Sejak zaman dahulu, secara turun-temurun rutin digelar upacara pangelem (korban suci) yang merupakan bentuk puji syukur kepada Tuhan atas anugerah air sebagai sumber kehidupan. “Sampai saat ini kita tidak berani istilahnya munggelin yadnya. Apalagi sekarang dengan konsep “Nangun Sat Kerthi Loka Bali,” ini luar biasa,” jelasnya.
Secara khusus, Dharma Wirata mengapresiasi kebijakan pembatasan timbulan sampah plastik yang digulirkan Gubernur Wayan Koster sebagai bentuk kepedulian terhadap alam atau bhuana agung. Seperti halnya masyarakat Pancasari yang fanatik menjaga hutan tetap lestari hingga kini.
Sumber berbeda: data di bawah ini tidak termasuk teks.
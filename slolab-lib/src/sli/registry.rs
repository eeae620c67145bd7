use super::SliSpec;
use crate::Result;
use ohno::bail;
use std::collections::HashMap;

/// In-memory store of indicator specs keyed by id.
///
/// Listing returns specs in registration order.
#[derive(Debug, Clone, Default)]
pub struct Registry {
    items: HashMap<String, SliSpec>,
    order: Vec<String>,
}

impl Registry {
    #[must_use]
    pub fn new() -> Self {
        Self::default()
    }

    /// Add a spec, rejecting an empty or already registered id.
    pub fn register(&mut self, spec: SliSpec) -> Result<()> {
        if spec.id.is_empty() {
            bail!("sli spec id is required");
        }

        if self.items.contains_key(&spec.id) {
            bail!("sli spec already registered: {}", spec.id);
        }

        self.order.push(spec.id.clone());
        let _ = self.items.insert(spec.id.clone(), spec);
        Ok(())
    }

    /// Add a spec during startup composition.
    ///
    /// # Panics
    ///
    /// Panics if the id is empty or already registered.
    #[expect(clippy::panic, reason = "a bad preset is a programming error")]
    pub fn must_register(&mut self, spec: SliSpec) {
        if let Err(e) = self.register(spec) {
            panic!("{e}");
        }
    }

    #[must_use]
    pub fn get(&self, id: &str) -> Option<&SliSpec> {
        self.items.get(id)
    }

    pub fn list(&self) -> impl Iterator<Item = &SliSpec> {
        self.order.iter().filter_map(|id| self.items.get(id))
    }

    #[must_use]
    pub fn len(&self) -> usize {
        self.order.len()
    }

    #[must_use]
    pub fn is_empty(&self) -> bool {
        self.order.is_empty()
    }

    /// Consume the registry, returning its specs in registration order.
    #[must_use]
    pub fn into_specs(mut self) -> Vec<SliSpec> {
        self.order.iter().filter_map(|id| self.items.remove(id)).collect()
    }
}
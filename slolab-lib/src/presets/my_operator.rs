use super::controller_runtime;
use crate::sli::{ComputeSpec, MetricRef, Registry, SliSpec};

/// Register the controller-runtime indicators plus the operator's own queue and churn indicators.
pub fn register(reg: &mut Registry) {
    controller_runtime::register(reg);

    reg.must_register(workqueue_adds_delta());
    reg.must_register(workqueue_retries_delta());
    reg.must_register(cr_created_delta());
}

fn delta_counter(id: &str, title: &str, description: &str, input: MetricRef) -> SliSpec {
    SliSpec {
        id: id.to_string(),
        title: title.to_string(),
        unit: "count".to_string(),
        kind: "delta_counter".to_string(),
        description: description.to_string(),
        inputs: vec![input],
        compute: ComputeSpec::delta(),
        judge: None,
    }
}

/// Workqueue adds of the operator's own controller queue.
#[must_use]
pub fn workqueue_adds_delta() -> SliSpec {
    delta_counter(
        "my_operator.workqueue_adds_delta",
        "Workqueue adds delta (my-operator)",
        "Delta of workqueue adds on the my-operator controller queue.",
        MetricRef::with_labels("workqueue_adds_total", [("name", "my-operator-controller")]),
    )
}

#[must_use]
pub fn workqueue_retries_delta() -> SliSpec {
    delta_counter(
        "my_operator.workqueue_retries_delta",
        "Workqueue retries delta (my-operator)",
        "Delta of workqueue retries on the my-operator controller queue.",
        MetricRef::with_labels("workqueue_retries_total", [("name", "my-operator-controller")]),
    )
}

/// Custom resources created during the window, a churn signal.
#[must_use]
pub fn cr_created_delta() -> SliSpec {
    delta_counter(
        "my_operator.cr_created_delta",
        "CR created delta",
        "How many custom resources were created during the window.",
        MetricRef::with_labels("my_operator_cr_created_total", [("kind", "SloJob")]),
    )
}
//! Human-readable rendering of summaries
//!
//! The JSON summary is the machine contract; this module only produces the console view printed by
//! the CLI after an evaluation.

mod console;

pub use console::generate as generate_console;
//! Reusable named sets of indicators
//!
//! A preset registers its indicators into a [`Registry`]. Presets are composed at startup, so a
//! preset that clashes with an already registered id is a programming error and panics.

mod baseline;
mod controller_runtime;
mod my_operator;

use crate::sli::{Registry, SliSpec};
use strum::{Display, EnumIter, EnumString, IntoEnumIterator};

/// A built-in indicator set.
#[derive(Debug, Clone, Copy, PartialEq, Eq, Hash, Display, EnumIter, EnumString)]
#[strum(serialize_all = "kebab-case")]
pub enum Preset {
    /// Reconcile and workqueue deltas of a controller-runtime manager, with judge rules.
    ControllerRuntime,

    /// Reconcile, workqueue, and rest client indicators without judge rules.
    Baseline,

    /// The controller-runtime set plus queue and churn indicators of one specific operator.
    MyOperator,
}

impl Preset {
    /// Register this preset's indicators into `reg`.
    ///
    /// # Panics
    ///
    /// Panics if one of the indicator ids is already registered.
    pub fn register(self, reg: &mut Registry) {
        match self {
            Self::ControllerRuntime => controller_runtime::register(reg),
            Self::Baseline => baseline::register(reg),
            Self::MyOperator => my_operator::register(reg),
        }
    }

    /// This preset's indicators in registration order.
    #[must_use]
    pub fn specs(self) -> Vec<SliSpec> {
        let mut reg = Registry::new();
        self.register(&mut reg);
        reg.into_specs()
    }
}

/// Resolve a preset by its kebab-case name.
#[must_use]
pub fn by_name(name: &str) -> Option<Preset> {
    name.trim().parse().ok()
}

/// Names of every built-in preset.
pub fn names() -> impl Iterator<Item = String> {
    Preset::iter().map(|p| p.to_string())
}

/// The indicators used when nothing else is configured.
#[must_use]
pub fn default_specs() -> Vec<SliSpec> {
    Preset::Baseline.specs()
}
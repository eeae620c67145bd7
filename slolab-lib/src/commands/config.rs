use crate::Result;
use crate::presets;
use crate::sli::{Registry, SliSpec};
use crate::summary::SCHEMA_VERSION;
use camino::{Utf8Path, Utf8PathBuf};
use core::time::Duration;
use ohno::{IntoAppError, app_err, bail};
use serde::{Deserialize, Serialize};
use std::collections::BTreeMap;
use std::fs;
use std::io;

/// The default configuration TOML content, embedded from `default_config.toml`
pub const DEFAULT_CONFIG_TOML: &str = include_str!("../../default_config.toml");

/// Configuration file looked up in the current directory when none is given
pub const DEFAULT_CONFIG_FILE: &str = "slolab.toml";

const LOG_TARGET: &str = "    config";

#[derive(Debug, Clone, PartialEq, Deserialize, Serialize)]
#[serde(deny_unknown_fields)]
pub struct Config {
    /// Names of built-in indicator sets to evaluate
    #[serde(default)]
    pub presets: Vec<String>,

    /// Indicators evaluated in addition to the presets
    #[serde(default)]
    pub indicators: Vec<SliSpec>,

    /// Tags added to every summary
    #[serde(default)]
    pub tags: BTreeMap<String, String>,

    /// Upper bound on fetching both snapshots of a window
    #[serde(default = "default_fetch_timeout", with = "humantime_serde")]
    pub fetch_timeout: Duration,

    /// Schema version written into every summary
    #[serde(default = "default_schema_version")]
    pub schema_version: String,
}

const fn default_fetch_timeout() -> Duration {
    Duration::from_secs(120)
}

fn default_schema_version() -> String {
    SCHEMA_VERSION.to_string()
}

impl Default for Config {
    fn default() -> Self {
        Self {
            presets: vec![presets::Preset::Baseline.to_string()],
            indicators: Vec::new(),
            tags: BTreeMap::new(),
            fetch_timeout: default_fetch_timeout(),
            schema_version: default_schema_version(),
        }
    }
}

impl Config {
    /// Load configuration from a file or use defaults
    ///
    /// Without an explicit path, `slolab.toml` in the current directory is used if it exists.
    ///
    /// # Errors
    ///
    /// Returns an error if the file cannot be read, parsed, or fails validation
    pub fn load(config_path: Option<&Utf8Path>) -> Result<Self> {
        Self::load_from(config_path, Utf8Path::new("")).map(|(config, _)| config)
    }

    /// Load configuration, looking for the default file in `dir` when no path is given
    ///
    /// Also returns the path of the file that was read, `None` when the built-in defaults are used.
    ///
    /// # Errors
    ///
    /// Returns an error if the file cannot be read, parsed, or fails validation
    pub fn load_from(config_path: Option<&Utf8Path>, dir: &Utf8Path) -> Result<(Self, Option<Utf8PathBuf>)> {
        let (final_path, text) = if let Some(path) = config_path {
            let text = fs::read_to_string(path).into_app_err_with(|| format!("reading slolab configuration file '{path}'"))?;
            (path.to_path_buf(), text)
        } else {
            let path = dir.join(DEFAULT_CONFIG_FILE);
            match fs::read_to_string(&path) {
                Ok(text) => (path, text),
                Err(e) if e.kind() == io::ErrorKind::NotFound => {
                    log::debug!(target: LOG_TARGET, "No '{path}' found, using default configuration");
                    return Ok((Self::default(), None));
                }
                Err(e) => return Err(e).into_app_err_with(|| format!("reading slolab configuration file '{path}'")),
            }
        };

        let config: Self = toml::from_str(&text).into_app_err_with(|| format!("parsing configuration file '{final_path}'"))?;
        config.validate().into_app_err_with(|| format!("validating configuration file '{final_path}'"))?;

        Ok((config, Some(final_path)))
    }

    /// Save the default configuration to a TOML file
    ///
    /// # Errors
    ///
    /// Returns an error if the file already exists or cannot be written
    pub fn save_default(output_path: &Utf8Path) -> Result<()> {
        if output_path.exists() {
            bail!("'{output_path}' already exists");
        }

        fs::write(output_path, DEFAULT_CONFIG_TOML).into_app_err_with(|| format!("writing default configuration to {output_path}"))?;
        Ok(())
    }

    /// Validate configuration values, including that the indicator ids are unique
    ///
    /// # Errors
    ///
    /// Returns an error describing the first problem found
    pub fn validate(&self) -> Result<()> {
        if self.schema_version.trim().is_empty() {
            bail!("schema_version must not be empty");
        }

        if self.fetch_timeout.is_zero() {
            bail!("fetch_timeout must be greater than zero");
        }

        let _ = self.specs()?;
        Ok(())
    }

    /// The indicators to evaluate: every preset's indicators followed by the inline ones
    ///
    /// # Errors
    ///
    /// Returns an error for an unknown preset name or a duplicate indicator id
    pub fn specs(&self) -> Result<Vec<SliSpec>> {
        let mut reg = Registry::new();

        for name in &self.presets {
            let preset = presets::by_name(name).ok_or_else(|| {
                app_err!(
                    "unknown preset '{name}', expected one of: {}",
                    presets::names().collect::<Vec<_>>().join(", ")
                )
            })?;

            for spec in preset.specs() {
                reg.register(spec).into_app_err_with(|| format!("registering preset '{name}'"))?;
            }
        }

        for spec in &self.indicators {
            reg.register(spec.clone()).into_app_err("registering inline indicators")?;
        }

        Ok(reg.into_specs())
    }
}
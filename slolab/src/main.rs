//! Judge an operational window against declared service-level indicators.
#![cfg_attr(coverage_nightly, feature(coverage_attribute))]

use slolab_lib::{Host, run};
use std::io::Write;
use std::io::{stderr, stdout};

/// Default host that talks to the real terminal and process.
#[derive(Debug, Clone, Default)]
pub struct RealHost;

#[cfg_attr(coverage_nightly, coverage(off))]
impl Host for RealHost {
    fn output(&mut self) -> impl Write {
        stdout()
    }

    fn error(&mut self) -> impl Write {
        stderr()
    }

    fn exit(&mut self, code: i32) {
        std::process::exit(code);
    }
}

#[tokio::main]
#[cfg_attr(coverage_nightly, coverage(off))]
async fn main() -> Result<(), ohno::AppError> {
    run(&mut RealHost, std::env::args()).await
}
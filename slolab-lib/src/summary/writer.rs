use super::Summary;
use crate::Result;
use camino::Utf8Path;
use ohno::IntoAppError;
use std::fs;
use std::io::{BufWriter, Write};
use tempfile::NamedTempFile;

const LOG_TARGET: &str = "   summary";

/// Permission bits of a written summary file.
pub const SUMMARY_FILE_MODE: u32 = 0o644;

/// Persists a summary artifact.
pub trait SummaryWriter: Send + Sync {
    /// Write `summary` to `path`. A missing or empty path means persistence is not configured and
    /// the call succeeds without doing anything.
    fn write(&self, path: Option<&Utf8Path>, summary: &Summary) -> Result<()>;
}

/// Writes summaries as indented JSON, atomically replacing the destination.
#[derive(Debug, Clone, Copy)]
pub struct JsonFileWriter {
    file_mode: u32,
    sync: bool,
}

impl Default for JsonFileWriter {
    fn default() -> Self {
        Self {
            file_mode: SUMMARY_FILE_MODE,
            sync: true,
        }
    }
}

impl JsonFileWriter {
    #[must_use]
    pub fn new() -> Self {
        Self::default()
    }

    /// Skip the fsync before rename. Only meant for tests on slow filesystems.
    #[must_use]
    pub const fn without_sync(mut self) -> Self {
        self.sync = false;
        self
    }
}

impl SummaryWriter for JsonFileWriter {
    fn write(&self, path: Option<&Utf8Path>, summary: &Summary) -> Result<()> {
        let Some(path) = path.filter(|p| !p.as_str().is_empty()) else {
            log::debug!(target: LOG_TARGET, "No output path configured, not writing summary");
            return Ok(());
        };

        let staged = stage(path, summary, self.file_mode, self.sync)?;
        commit(staged, path)?;

        log::info!(target: LOG_TARGET, "Wrote summary to '{path}'");
        Ok(())
    }
}

/// Write the summary to a uniquely named temp file next to `path`.
///
/// The temp file is deleted when the returned handle is dropped without being committed.
fn stage(path: &Utf8Path, summary: &Summary, file_mode: u32, sync: bool) -> Result<NamedTempFile> {
    let dir = match path.parent() {
        Some(parent) if !parent.as_str().is_empty() => parent,
        _ => Utf8Path::new("."),
    };

    fs::create_dir_all(dir).into_app_err_with(|| format!("unable to create directory '{dir}'"))?;

    let prefix = format!("{}.", path.file_name().unwrap_or("summary"));
    let mut tmp = tempfile::Builder::new()
        .prefix(&prefix)
        .suffix(".tmp")
        .tempfile_in(dir)
        .into_app_err_with(|| format!("unable to create temp file in '{dir}'"))?;

    {
        let mut writer = BufWriter::new(tmp.as_file_mut());
        serde_json::to_writer_pretty(&mut writer, summary).into_app_err_with(|| format!("unable to encode summary for '{path}'"))?;
        writer
            .write_all(b"\n")
            .and_then(|()| writer.flush())
            .into_app_err_with(|| format!("unable to write temp file for '{path}'"))?;
    }

    if sync {
        tmp.as_file()
            .sync_all()
            .into_app_err_with(|| format!("unable to sync temp file for '{path}'"))?;
    }

    set_mode(&tmp, file_mode).into_app_err_with(|| format!("unable to set permissions of temp file for '{path}'"))?;

    Ok(tmp)
}

/// Atomically move a staged temp file over `path`.
fn commit(staged: NamedTempFile, path: &Utf8Path) -> Result<()> {
    // On failure the returned error owns the temp file, dropping it removes the file.
    let _ = staged
        .persist(path)
        .map_err(|e| e.error)
        .into_app_err_with(|| format!("unable to replace '{path}'"))?;
    Ok(())
}

#[cfg(unix)]
fn set_mode(tmp: &NamedTempFile, mode: u32) -> std::io::Result<()> {
    use std::os::unix::fs::PermissionsExt;
    tmp.as_file().set_permissions(fs::Permissions::from_mode(mode))
}

#[cfg(not(unix))]
#[expect(clippy::unnecessary_wraps, reason = "matches the unix signature")]
const fn set_mode(_tmp: &NamedTempFile, _mode: u32) -> std::io::Result<()> {
    Ok(())
}
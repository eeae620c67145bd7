use crate::Result;
use ohno::bail;

/// Escape a label value for the Prometheus text format.
///
/// Backslash, double quote, newline, tab and carriage return are escaped; every other
/// character is emitted as-is.
#[must_use]
pub fn escape_label_value(value: &str) -> String {
    let mut out = String::with_capacity(value.len());
    for c in value.chars() {
        match c {
            '\\' => out.push_str(r"\\"),
            '"' => out.push_str("\\\""),
            '\n' => out.push_str(r"\n"),
            '\t' => out.push_str(r"\t"),
            '\r' => out.push_str(r"\r"),
            other => out.push(other),
        }
    }
    out
}

/// Reverse [`escape_label_value`].
///
/// An unknown escape sequence yields the escaped character itself, matching how Prometheus
/// treats them. A trailing lone backslash is an error.
pub fn unescape_label_value(value: &str) -> Result<String> {
    let mut out = String::with_capacity(value.len());
    let mut chars = value.chars();

    while let Some(c) = chars.next() {
        if c != '\\' {
            out.push(c);
            continue;
        }

        match chars.next() {
            Some('n') => out.push('\n'),
            Some('t') => out.push('\t'),
            Some('r') => out.push('\r'),
            Some(other) => out.push(other),
            None => bail!("dangling escape at end of label value {value:?}"),
        }
    }

    Ok(out)
}

#[cfg(test)]
mod tests {
    use super::*;

    #[test]
    fn test_escape_plain_value_is_unchanged() {
        assert_eq!(escape_label_value("success"), "success");
        assert_eq!(escape_label_value(""), "");
    }

    #[test]
    fn test_escape_special_characters() {
        assert_eq!(escape_label_value(r"a\b"), r"a\\b");
        assert_eq!(escape_label_value("say \"hi\""), r#"say \"hi\""#);
        assert_eq!(escape_label_value("line1\nline2"), r"line1\nline2");
        assert_eq!(escape_label_value("a\tb\rc"), r"a\tb\rc");
    }

    #[test]
    fn test_unescape_known_sequences() {
        assert_eq!(unescape_label_value(r#"\\ \" \n \t \r"#).unwrap(), "\\ \" \n \t \r");
    }

    #[test]
    fn test_unescape_unknown_sequence_is_literal() {
        assert_eq!(unescape_label_value(r"\x\y").unwrap(), "xy");
    }

    #[test]
    fn test_unescape_dangling_backslash() {
        let err = unescape_label_value("abc\\").unwrap_err();
        assert!(err.to_string().contains("dangling escape"));
    }

    #[test]
    fn test_escape_unescape_inverse() {
        let samples = [
            "",
            "plain",
            "\\",
            "\\\\",
            "\"",
            "\n\t\r",
            "mixed \\n literal and \n real newline",
            "trailing backslash \\",
            "\u{0}\u{1}\u{7f} control",
            "unicode ✓ ünïcödé",
            "\\\"\\n",
        ];

        for s in samples {
            let escaped = escape_label_value(s);
            assert_eq!(unescape_label_value(&escaped).unwrap(), s, "roundtrip failed for {s:?}");
        }
    }
}
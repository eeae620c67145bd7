//! Command dispatch logic for slolab

use super::{EvaluateArgs, InitArgs, PresetsArgs, ValidateArgs, evaluate, init_config, show_presets, validate_config};
use crate::{Host, Result};
use clap::builder::Styles;
use clap::builder::styling::{AnsiColor, Effects};
use clap::{Parser, Subcommand};

const CLAP_STYLES: Styles = Styles::styled()
    .header(AnsiColor::Green.on_default().effects(Effects::BOLD))
    .usage(AnsiColor::Green.on_default().effects(Effects::BOLD))
    .literal(AnsiColor::Cyan.on_default().effects(Effects::BOLD))
    .placeholder(AnsiColor::Cyan.on_default());

#[derive(Parser, Debug)]
#[command(name = "slolab", version, author, long_about = None)]
#[command(about = "Judge an operational window against declared service-level indicators")]
#[command(styles = CLAP_STYLES)]
struct Cli {
    #[command(subcommand)]
    command: SlolabSubcommand,
}

#[derive(Subcommand, Debug)]
enum SlolabSubcommand {
    /// Evaluate a window bounded by two metrics snapshots
    Evaluate(Box<EvaluateArgs>),
    /// List the built-in indicator presets
    Presets(PresetsArgs),
    /// Generate a default configuration file
    Init(InitArgs),
    /// Validate a configuration file
    Validate(ValidateArgs),
}

/// Dispatch command-line arguments to the appropriate handler
///
/// This function parses the command-line arguments and executes the corresponding
/// subcommand. It's designed to be called from main.rs with the program arguments.
///
/// # Arguments
///
/// * `args` - An iterator of command-line arguments (typically from `std::env::args()`)
///
/// # Errors
///
/// Returns an error if command parsing fails or if the executed command fails
pub async fn run<I, T, H>(host: &mut H, args: I) -> Result<()>
where
    I: IntoIterator<Item = T>,
    T: Into<std::ffi::OsString> + Clone,
    H: Host,
{
    match &Cli::parse_from(args).command {
        SlolabSubcommand::Evaluate(evaluate_args) => evaluate(host, evaluate_args).await,
        SlolabSubcommand::Presets(presets_args) => show_presets(host, presets_args),
        SlolabSubcommand::Init(init_args) => init_config(host, init_args),
        SlolabSubcommand::Validate(validate_args) => validate_config(host, validate_args),
    }
}
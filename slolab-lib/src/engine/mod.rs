//! Indicator evaluation over one measurement window
//!
//! [`Engine::execute`] fetches a start and an end snapshot, strictly one after the other, evaluates
//! every indicator against them, and persists the resulting [`Summary`](crate::summary::Summary).
//!
//! A measurement failure is not a test failure: when either fetch fails, including when the
//! [`ExecContext`] deadline fires, the engine still returns a schema-valid summary with no results
//! and a warning describing the failure.
//!
//! Evaluation of a single indicator:
//!
//! - inputs are summed on both sides, an input missing on either side skips the indicator
//! - the value is the start sum, the end sum, or their difference depending on the compute mode
//! - a negative delta warns about a suspected counter reset and bypasses the judge rules
//! - otherwise the judge rules decide; see [`judge`]

mod context;
mod defaults;
mod evaluate;
mod executor;
mod sink;

pub use context::ExecContext;
pub use defaults::{FORMAT_V4, MeasurementMethod, apply_v4};
pub use evaluate::{REASON_MISSING_INPUTS, REASON_NEGATIVE_DELTA, REASON_UNKNOWN_MODE, evaluate_sli, ignored_rules, judge};
pub use executor::{Engine, ExecuteRequest};
pub use sink::{FetchPhase, MemoryMetricsSink, MetricsSink, NullMetricsSink, SinkEvent};
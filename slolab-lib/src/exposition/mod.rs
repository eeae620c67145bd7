//! Flat parser for the Prometheus text exposition format
//!
//! Only the `key value` lines are of interest. Comments (`# HELP`, `# TYPE`) and blank lines are
//! skipped, and so are lines that do not carry at least two fields. Keys are returned exactly as
//! they appear in the text; use [`crate::promkey::canonicalize`] to normalize them.

mod parser;

pub use parser::{parse_entries, parse_reader, parse_str};
use super::Host;
use crate::Result;
use crate::presets::{self, Preset};
use crate::sli::SliSpec;
use clap::Parser;
use ohno::app_err;
use std::io::Write;
use strum::IntoEnumIterator;

#[derive(Parser, Debug)]
pub struct PresetsArgs {
    /// Only show this preset
    #[arg(value_name = "NAME")]
    pub name: Option<String>,
}

pub fn show_presets<H: Host>(host: &mut H, args: &PresetsArgs) -> Result<()> {
    let selected: Vec<Preset> = match &args.name {
        Some(name) => vec![presets::by_name(name).ok_or_else(|| {
            app_err!(
                "unknown preset '{name}', expected one of: {}",
                presets::names().collect::<Vec<_>>().join(", ")
            )
        })?],
        None => Preset::iter().collect(),
    };

    let mut out = host.output();
    for (index, preset) in selected.into_iter().enumerate() {
        if index > 0 {
            let _ = writeln!(out);
        }

        let _ = writeln!(out, "{preset}");
        for spec in preset.specs() {
            let _ = writeln!(out, "  {}", describe(&spec));
        }
    }

    Ok(())
}

fn describe(spec: &SliSpec) -> String {
    let inputs: Vec<&str> = spec.inputs.iter().map(|i| i.display_name()).collect();
    let line = format!("{} [{}] {}", spec.id, spec.compute.mode, inputs.join(" + "));

    match &spec.judge {
        Some(judge) if !judge.rules.is_empty() => {
            let rules: Vec<String> = judge.rules.iter().map(|r| format!("{} if {r}", r.level)).collect();
            format!("{line} ({})", rules.join(", "))
        }
        _ => line,
    }
}
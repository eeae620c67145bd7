use crate::Result;
use crate::{exposition, promkey};
use ohno::IntoAppError;
use std::collections::HashMap;

/// Build sample values from exposition text.
///
/// Every key is canonicalized. Lines are applied in text order, so when two lines spell the same
/// series differently the later one wins. In addition, each metric name that only appears with
/// labels gets a name-only entry holding the sum over all of its distinct label sets, so that a
/// bare name can be used as an input meaning "all series". An unlabeled series already present in
/// the text is kept as-is.
pub fn values_from_exposition(text: &str) -> Result<HashMap<String, f64>> {
    let entries = exposition::parse_entries(text)?;

    // canonical key -> (metric name, labeled, value)
    let mut series: HashMap<String, (String, bool, f64)> = HashMap::with_capacity(entries.len());
    for (token, value) in entries {
        let (name, labels) = promkey::parse(&token).into_app_err_with(|| format!("invalid metric key {token:?}"))?;
        let key = promkey::format(&name, &labels);
        let _ = series.insert(key, (name, !labels.is_empty(), value));
    }

    let mut totals: HashMap<String, f64> = HashMap::new();
    for (name, labeled, value) in series.values() {
        if *labeled {
            *totals.entry(name.clone()).or_default() += value;
        }
    }

    let mut values: HashMap<String, f64> = series.into_iter().map(|(key, (_, _, value))| (key, value)).collect();
    for (name, total) in totals {
        let _ = values.entry(name).or_insert(total);
    }

    Ok(values)
}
Tak hanya soal topografi wilayah yang berada di lembah dan menghindari terjangan banjir bandang, masyarakat juga meyakini hutan yang terjaga kelestariannya dapat memberikan kesejahteraan kepada mereka.
Terbukti lewat pengembangan camping ground di Taman Wisata Alam Danau Buyan-Danau Tamblingan yang selama ini telah meningkatkan perekonomian masyarakat sekitar. ‘’Kalau masyarakat ekonominya sudah meningkat, untuk menarik partisipasi masyarakat menjaga kelestarian hutan itu sendiri akan makin tinggi. Kalau lengah, kami melakukan perusakan hutan, kami bisa terkubur dan kerugian luar biasa itu,’’ imbuhnya.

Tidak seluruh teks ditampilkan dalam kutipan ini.